[Recorded data]
· · · ·

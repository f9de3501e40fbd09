//! Streaming markup tokenizer
//!
//! A forgiving, allocation-light scanner over pasted markup. It yields text
//! runs, start tags and end tags; comments, doctypes, processing
//! instructions and CDATA sections are consumed silently. It never fails:
//! anything that is not recognizable markup is text, and a tag cut off by the
//! end of input is dropped.
//!
//! The scanner only stops at ASCII structural bytes, so every slice it takes
//! lies on a UTF-8 character boundary.

use std::borrow::Cow;

use crate::filter::whitelist::normalize;

/// Elements whose content is read verbatim up to the matching end tag.
const RAW_TEXT_ELEMENTS: &[&str] = &[
    "script", "style", "xmp", "iframe", "noembed", "noframes", "noscript", "textarea", "title",
];

/// One attribute of a start tag. Names are lowercased, values entity-decoded.
#[derive(Debug, Clone, PartialEq, Eq)]
pub struct Attribute {
    pub name: String,
    pub value: Option<String>,
}

/// A start tag with its raw attributes.
#[derive(Debug, Clone, PartialEq, Eq)]
pub struct StartTag {
    pub name: String,
    pub attributes: Vec<Attribute>,
    /// Written as `<name ... />`.
    pub self_closing: bool,
}

#[derive(Debug, Clone, PartialEq, Eq)]
pub enum Token<'a> {
    /// Text exactly as written, entity references included.
    Text(&'a str),
    StartTag(StartTag),
    EndTag(String),
}

/// Iterator over the tokens of a markup string.
pub struct Tokenizer<'a> {
    input: &'a str,
    pos: usize,
    /// Set after a raw-text start tag; holds the name whose end tag closes it.
    raw_text: Option<String>,
}

/// Tokenize `input`.
pub fn tokenize(input: &str) -> Tokenizer<'_> {
    Tokenizer::new(input)
}

fn is_raw_text_element(name: &str) -> bool {
    RAW_TEXT_ELEMENTS.contains(&name)
}

/// Whether the `<` at `i` opens markup rather than being literal text.
fn starts_markup(bytes: &[u8], i: usize) -> bool {
    match bytes.get(i + 1) {
        Some(b) => b.is_ascii_alphabetic() || matches!(b, b'/' | b'!' | b'?'),
        None => false,
    }
}

/// Position of the `</tag` that closes a raw-text element, case-insensitive.
fn find_raw_text_close(haystack: &str, tag: &str) -> Option<usize> {
    let bytes = haystack.as_bytes();
    let mut from = 0;
    while let Some(rel) = haystack[from..].find("</") {
        let at = from + rel;
        let name_start = at + 2;
        let name_end = name_start + tag.len();
        if name_end <= bytes.len()
            && bytes[name_start..name_end].eq_ignore_ascii_case(tag.as_bytes())
        {
            match bytes.get(name_end) {
                None | Some(b'>') | Some(b'/') => return Some(at),
                Some(b) if b.is_ascii_whitespace() => return Some(at),
                _ => {}
            }
        }
        from = name_start;
    }
    None
}

fn decode_value(raw: &str) -> String {
    match html_escape::decode_html_entities(raw) {
        Cow::Borrowed(s) => s.to_string(),
        Cow::Owned(s) => s,
    }
}

impl<'a> Tokenizer<'a> {
    pub fn new(input: &'a str) -> Self {
        Self {
            input,
            pos: 0,
            raw_text: None,
        }
    }

    fn bytes(&self) -> &'a [u8] {
        self.input.as_bytes()
    }

    fn skip_whitespace(&self, mut i: usize) -> usize {
        let bytes = self.bytes();
        while i < bytes.len() && bytes[i].is_ascii_whitespace() {
            i += 1;
        }
        i
    }

    /// Skip past `terminator` starting at `from`, or to end of input.
    fn skip_past(&mut self, from: usize, terminator: &str) {
        self.pos = match self.input[from..].find(terminator) {
            Some(rel) => from + rel + terminator.len(),
            None => self.input.len(),
        };
    }

    fn scan_text(&mut self) -> &'a str {
        let input = self.input;
        let bytes = input.as_bytes();
        let start = self.pos;
        let mut i = start;
        while i < bytes.len() {
            if bytes[i] == b'<' && i > start && starts_markup(bytes, i) {
                break;
            }
            i += 1;
        }
        self.pos = i;
        &input[start..i]
    }

    fn scan_raw_text(&mut self, tag: &str) -> &'a str {
        let input = self.input;
        let start = self.pos;
        let rest = &input[start..];
        let end = find_raw_text_close(rest, tag).unwrap_or(rest.len());
        self.pos = start + end;
        &rest[..end]
    }

    /// Parse `</name ...>` at `self.pos`. Returns `None` for bogus or
    /// unterminated end tags, which are consumed without a token.
    fn scan_end_tag(&mut self) -> Option<Token<'a>> {
        let input = self.input;
        let bytes = input.as_bytes();
        let name_start = self.pos + 2;
        if !bytes.get(name_start).is_some_and(|b| b.is_ascii_alphabetic()) {
            self.skip_past(name_start, ">");
            return None;
        }
        let mut i = name_start;
        while i < bytes.len() && !bytes[i].is_ascii_whitespace() && !matches!(bytes[i], b'/' | b'>')
        {
            i += 1;
        }
        let name = normalize(&input[name_start..i]).into_owned();
        match input[i..].find('>') {
            Some(rel) => {
                self.pos = i + rel + 1;
                Some(Token::EndTag(name))
            }
            None => {
                self.pos = input.len();
                None
            }
        }
    }

    /// Parse `<name attr=value ...>` at `self.pos`. Returns `None` when the
    /// tag runs into the end of input.
    fn scan_start_tag(&mut self) -> Option<StartTag> {
        let input = self.input;
        let bytes = input.as_bytes();
        let name_start = self.pos + 1;
        let mut i = name_start;
        while i < bytes.len() && !bytes[i].is_ascii_whitespace() && !matches!(bytes[i], b'/' | b'>')
        {
            i += 1;
        }
        let name = normalize(&input[name_start..i]).into_owned();

        let mut attributes = Vec::new();
        let mut self_closing = false;
        loop {
            i = self.skip_whitespace(i);
            let Some(&b) = bytes.get(i) else {
                self.pos = input.len();
                return None;
            };
            match b {
                b'>' => {
                    i += 1;
                    break;
                }
                b'/' => {
                    i += 1;
                    if bytes.get(i) == Some(&b'>') {
                        self_closing = true;
                        i += 1;
                        break;
                    }
                }
                _ => {
                    let attr_start = i;
                    i += 1;
                    while i < bytes.len()
                        && !bytes[i].is_ascii_whitespace()
                        && !matches!(bytes[i], b'/' | b'>' | b'=')
                    {
                        i += 1;
                    }
                    let attr_name = normalize(&input[attr_start..i]).into_owned();
                    i = self.skip_whitespace(i);

                    let mut value = None;
                    if bytes.get(i) == Some(&b'=') {
                        i = self.skip_whitespace(i + 1);
                        match bytes.get(i) {
                            Some(&quote) if quote == b'"' || quote == b'\'' => {
                                let value_start = i + 1;
                                let Some(rel) = input[value_start..].find(quote as char) else {
                                    self.pos = input.len();
                                    return None;
                                };
                                value = Some(decode_value(&input[value_start..value_start + rel]));
                                i = value_start + rel + 1;
                            }
                            _ => {
                                let value_start = i;
                                while i < bytes.len()
                                    && !bytes[i].is_ascii_whitespace()
                                    && bytes[i] != b'>'
                                {
                                    i += 1;
                                }
                                value = Some(decode_value(&input[value_start..i]));
                            }
                        }
                    }
                    attributes.push(Attribute {
                        name: attr_name,
                        value,
                    });
                }
            }
        }

        self.pos = i;
        Some(StartTag {
            name,
            attributes,
            self_closing,
        })
    }
}

impl<'a> Iterator for Tokenizer<'a> {
    type Item = Token<'a>;

    fn next(&mut self) -> Option<Token<'a>> {
        loop {
            if self.pos >= self.input.len() {
                return None;
            }

            if let Some(tag) = self.raw_text.take() {
                let text = self.scan_raw_text(&tag);
                if !text.is_empty() {
                    return Some(Token::Text(text));
                }
                continue;
            }

            let input = self.input;
            let rest = &input[self.pos..];
            let bytes = input.as_bytes();
            if bytes[self.pos] != b'<' || !starts_markup(bytes, self.pos) {
                return Some(Token::Text(self.scan_text()));
            }

            if rest.starts_with("<!--") {
                self.skip_past(self.pos + 4, "-->");
            } else if rest.starts_with("<![CDATA[") {
                self.skip_past(self.pos + 9, "]]>");
            } else if rest.starts_with("<!") || rest.starts_with("<?") {
                self.skip_past(self.pos + 2, ">");
            } else if rest.starts_with("</") {
                if let Some(token) = self.scan_end_tag() {
                    return Some(token);
                }
            } else if let Some(tag) = self.scan_start_tag() {
                if !tag.self_closing && is_raw_text_element(&tag.name) {
                    self.raw_text = Some(tag.name.clone());
                }
                return Some(Token::StartTag(tag));
            }
        }
    }
}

· · · ·

What the task requires: What are the lines above that hold the string "quote"? Copy them.

Result of this task:
                            Some(&quote) if quote == b'"' || quote == b'\'' => {
                                let Some(rel) = input[value_start..].find(quote as char) else {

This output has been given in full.